A history of baby-making and an exploration of childlessness; the aura of the Arctic; occupied Paris; and heavenly bodies

二月 7, 2019
embryo-cells
Source: iStock

Reproduction: Antiquity to the Present Day
Edited by Nick Hopwood, Rebecca Flemming and Lauren Kassell
Cambridge University Press

This remarkably wide-ranging and lavishly illustrated history takes in everything from “phallic fertility in the Ancient Near East and Egypt” and “women and doctors in Ancient Greece” to population in an era of climate change, artificial fertilisation and globalisation. Among countless other topics, the dozens of contributors explore astrological medicine; our developing understanding of both “generation” and “reproduction”; ignorance and infertility; hormones, prenatal diagnosis and pregnancy testing with frogs; even Aristotle’s strange theory that hyenas are hermaphrodite. The result is a stunning and scholarly overview of one of the central aspects of human life. 


North Pole: Nature and Culture
Michael Bravo
Reaktion Books

Even today, the North Pole retains what Michael Bravo describes as its “mysterious power and allure”. His new volume in Reaktion’s Earth Series explores a striking paradox: as geographers and astronomers have increasingly defined and mapped the pole, we might have expected “mystery” to “give way to certainty and even to banality, but history shows that quite the reverse happened”. While explorers wrote accounts aiming to “lift the veil on an Arctic shrouded in the mists of time”, satirists delighted in mocking their pretensions.
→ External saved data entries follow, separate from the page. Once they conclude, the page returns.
mod accept;
mod worker;

use std::path::Path;
use std::path::PathBuf;
use std::sync::atomic::AtomicU64;
use std::sync::atomic::Ordering;
use std::sync::Arc;

use tokio::sync::mpsc::UnboundedSender;

pub use accept::AcceptCtx;
pub(crate) use worker::spawn_write_worker;

use crate::backend::SnapshotBackend;
use crate::config::Config;
use crate::error::ErrorSubject;
use crate::error::ErrorVerb;
use crate::error::Result;
use crate::error::SnapshotError;
use crate::error::StorageIOError;
use crate::effect::Effect;
use crate::event::Event;
use crate::registry;
use crate::types::dir_name;
use crate::types::parse_dir_name;
use crate::types::IdxTerm;
use crate::types::Meta;
use crate::types::Uid;
use crate::types::WorkerId;

/// Per-participant snapshot lifecycle state.
///
/// Exclusively owned and mutated by the participant's own task. `Manager` itself spawns
/// the background write worker and delivers its completion by pushing a
/// [`Event::SnapshotWritten`] onto the `inbox` handed to [`Manager::init`] — the same
/// single linearization point every other inbound event (`ChunkReceived`, `WorkerDown`)
/// arrives through.
pub struct Manager<B: SnapshotBackend> {
    uid: Uid,
    backend: Arc<B>,
    directory: PathBuf,
    config: Config,
    inbox: UnboundedSender<Event>,
    next_worker_id: AtomicU64,

    current: Option<IdxTerm>,
    pending: Option<(WorkerId, IdxTerm)>,
    accepting: Option<AcceptCtx<B>>,
}

impl<B: SnapshotBackend> Manager<B> {
    /// Scan `dir` for existing snapshot subdirectories and adopt the youngest valid one.
    /// Every other subdirectory, including a corrupt youngest one that a fallback walk
    /// skipped past, is recursively deleted.
    #[tracing::instrument(level = "debug", skip(backend, inbox), fields(uid = %uid))]
    pub async fn init(
        uid: Uid,
        backend: Arc<B>,
        dir: impl Into<PathBuf>,
        config: Config,
        inbox: UnboundedSender<Event>,
    ) -> Result<Self> {
        let directory = dir.into();
        tokio::fs::create_dir_all(&directory).await.map_err(|e| {
            StorageIOError::from_io_error(ErrorSubject::SnapshotMeta, ErrorVerb::Create, e)
        })?;

        let mut children = read_sorted_children(&directory).await?;
        // Highest-ordered (newest) candidate first.
        children.reverse();

        let mut current = None;

        for (path, idxterm) in children {
            if current.is_some() {
                remove_dir(&path).await?;
                continue;
            }

            match backend.read_meta(&path).await {
                Ok(meta) if meta.idxterm() == idxterm => {
                    current = Some(idxterm);
                }
                Ok(_) | Err(_) => {
                    tracing::warn!(dir = %path.display(), "corrupt snapshot directory, falling back to next oldest");
                    remove_dir(&path).await?;
                }
            }
        }

        if let Some(idxterm) = current {
            registry::registry().publish(&uid, idxterm.index);
        }

        tracing::info!(current = ?current, "snapshot manager initialized");

        Ok(Manager {
            uid,
            backend,
            directory,
            config,
            inbox,
            next_worker_id: AtomicU64::new(0),
            current,
            pending: None,
            accepting: None,
        })
    }

    pub fn current(&self) -> Option<IdxTerm> {
        self.current
    }

    pub fn pending(&self) -> Option<IdxTerm> {
        self.pending.map(|(_, it)| it)
    }

    pub fn accepting(&self) -> bool {
        self.accepting.is_some()
    }

    pub fn uid(&self) -> &Uid {
        &self.uid
    }

    fn dir_for(&self, idxterm: IdxTerm) -> PathBuf {
        self.directory.join(dir_name(idxterm))
    }

    /// Begin a background snapshot write. Fails loudly if a write or accept is already
    /// in flight.
    #[tracing::instrument(level = "debug", skip(self, release_cursor), fields(uid = %self.uid))]
    pub async fn begin_snapshot(
        &mut self,
        meta: Meta,
        release_cursor: &B::Cursor,
    ) -> Result<Effect> {
        if self.pending.is_some() {
            return Err(SnapshotError::precondition("begin_snapshot: a write is already pending"));
        }
        if self.accepting.is_some() {
            return Err(SnapshotError::precondition("begin_snapshot: an accept is in progress"));
        }

        let idxterm = meta.idxterm();
        let dir = self.dir_for(idxterm);

        tokio::fs::create_dir_all(&dir)
            .await
            .map_err(|e| StorageIOError::from_io_error(ErrorSubject::Snapshot(idxterm), ErrorVerb::Create, e))?;

        // Synchronous on this task: this is the one point at which mutable machine state
        // is captured.
        let r = self.backend.prepare(&meta, release_cursor);

        let worker_id = WorkerId(self.next_worker_id.fetch_add(1, Ordering::Relaxed));
        spawn_write_worker(worker_id, self.backend.clone(), dir, meta, r, self.inbox.clone());

        self.pending = Some((worker_id, idxterm));
        tracing::info!(%worker_id, %idxterm, "snapshot write started");

        Ok(Effect::MonitorWorker(worker_id))
    }

    /// Dequeue of a [`Event::SnapshotWritten`] matching `pending`.
    #[tracing::instrument(level = "debug", skip(self), fields(uid = %self.uid))]
    pub async fn complete_snapshot(&mut self, idxterm: IdxTerm) -> Result<()> {
        match self.pending {
            Some((_, pending_idxterm)) if pending_idxterm == idxterm => {}
            Some((_, pending_idxterm)) => {
                return Err(SnapshotError::precondition(format!(
                    "complete_snapshot: expected {}, got {}",
                    pending_idxterm, idxterm
                )))
            }
            None => return Err(SnapshotError::precondition("complete_snapshot: no write is pending")),
        }

        self.retire_current(idxterm).await?;
        self.pending = None;
        registry::registry().publish(&self.uid, idxterm.index);
        self.current = Some(idxterm);

        tracing::info!(%idxterm, "snapshot write complete");
        Ok(())
    }

    /// Recovery path for a crashed background write. A no-op if `worker_id` does not
    /// match the current `pending` worker.
    #[tracing::instrument(level = "debug", skip(self, reason), fields(uid = %self.uid))]
    pub async fn handle_down(&mut self, worker_id: WorkerId, reason: &str) -> Result<()> {
        match self.pending {
            Some((pending_worker, idxterm)) if pending_worker == worker_id => {
                tracing::warn!(%worker_id, reason, %idxterm, "snapshot write worker died, reclaiming partial directory");
                remove_dir(&self.dir_for(idxterm)).await?;
                self.pending = None;
                Ok(())
            }
            _ => Ok(()),
        }
    }

    /// Open the current snapshot for outbound streaming.
    pub async fn read(&self) -> Result<(u32, Meta, B::ChunkState)> {
        let idxterm = self
            .current
            .ok_or_else(|| SnapshotError::precondition("read: no current snapshot"))?;
        self.backend.read(&self.dir_for(idxterm)).await
    }

    /// Produce the next outbound chunk for a stream opened by [`Manager::read`].
    pub async fn next_chunk(
        &self,
        state: B::ChunkState,
    ) -> Result<Option<(Vec<u8>, B::ChunkState)>> {
        let idxterm = self
            .current
            .ok_or_else(|| SnapshotError::precondition("next_chunk: no current snapshot"))?;
        self.backend
            .next_chunk(&self.dir_for(idxterm), self.config.chunk_size, state)
            .await
    }

    /// Reconstruct machine state from the current snapshot.
    pub async fn recover(&self) -> Result<(Meta, serde_json::Value)> {
        let idxterm = self
            .current
            .ok_or_else(|| SnapshotError::precondition("recover: no current snapshot"))?;
        self.backend.recover(&self.dir_for(idxterm)).await
    }

    /// Remove the previous `current` directory if it differs from `next`, keeping
    /// garbage collection uniform across both the write-complete and accept-complete
    /// paths.
    async fn retire_current(&self, next: IdxTerm) -> Result<()> {
        if let Some(prev) = self.current {
            if prev != next {
                remove_dir(&self.dir_for(prev)).await?;
            }
        }
        Ok(())
    }
}

async fn remove_dir(path: &Path) -> Result<()> {
    match tokio::fs::remove_dir_all(path).await {
        Ok(()) => Ok(()),
        Err(e) if e.kind() == std::io::ErrorKind::NotFound => Ok(()),
        Err(e) => Err(StorageIOError::from_io_error(ErrorSubject::SnapshotMeta, ErrorVerb::Delete, e).into()),
    }
}

/// List immediate children of `dir`, parsed as `(path, idxterm)` and sorted so index 0
/// is the oldest and the last element is the youngest.
async fn read_sorted_children(dir: &Path) -> Result<Vec<(PathBuf, IdxTerm)>> {
    let mut entries = tokio::fs::read_dir(dir)
        .await
        .map_err(|e| StorageIOError::from_io_error(ErrorSubject::SnapshotMeta, ErrorVerb::Read, e))?;

    let mut out = Vec::new();
    while let Some(entry) = entries
        .next_entry()
        .await
        .map_err(|e| StorageIOError::from_io_error(ErrorSubject::SnapshotMeta, ErrorVerb::Read, e))?
    {
        let name = entry.file_name();
        let name = match name.to_str() {
            Some(n) => n,
            None => continue,
        };
        if let Some(idxterm) = parse_dir_name(name) {
            out.push((entry.path(), idxterm));
        }
    }

    out.sort_by_key(|(_, it)| (it.term, it.index));
    Ok(out)
}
Bravo’s astute cultural history shows why the pole still provides a powerful “source of reflection on the human condition of inhabiting the globe”.


Childless Voices: Stories of Longing, Loss, Resistance and Choice
Lorna Gibb
Granta

When Lorna Gibb – senior lecturer in media and creative writing at Middlesex University – mentions that she is involuntarily childless, she tends to get two very irritating responses: either “well-meant but intrusive enquir[ies] into my medical condition” or the casual question “Did you leave it too late?” In other countries, the stakes are much higher, with childlessness sometimes leading women to “a shame so great that it means exile, suicide, even a belief in their own damnation”. In this powerfully honest book, “part memoir, part cultural overview”, Gibb offers international perspectives on a topic that is still far too little examined.

A German Officer in Occupied Paris: The War Journals, 1941-1945
Ernst Jünger; translated by Thomas S. Hansen and Abby J. Hansen
Columbia University Press

Ernst Jünger (1895-1998) was a remarkable writer, perhaps best known for his First World War memoir Storm of Steel. Yet his equally compelling journals of his years as a Wehrmacht captain in Paris (and then on the Eastern Front and in a collapsing Germany) have never been published in English before. Although he always adopted a notably detached tone, Jünger is an eloquent and informative witness to artistic life in occupied France, deportations, the burgeoning French Resistance and the conspirators against Hitler as well as the utter chaos after Stalingrad. This edition also includes extensive notes and a full glossary of all the people mentioned in the text.


Our Universe: An Astronomer’s Guide
Jo Dunkley
Pelican

In this guided tour, Princeton University astronomer Jo Dunkley ranges all the way from “moons orbiting planets” up to “the large clusterings of galaxies that are perhaps the largest objects in the universe”. Writing with great clarity and power, she brilliantly distils the latest thinking on “how we on Earth fit into that bigger place”; the Sun and other stars with “very different life-stories”; “the wealth of invisible dark stuff” that we now know “has a huge effect on all of the things which do shine brightly”; and finally “what might happen next, both to our own part of the universe and the whole of space”.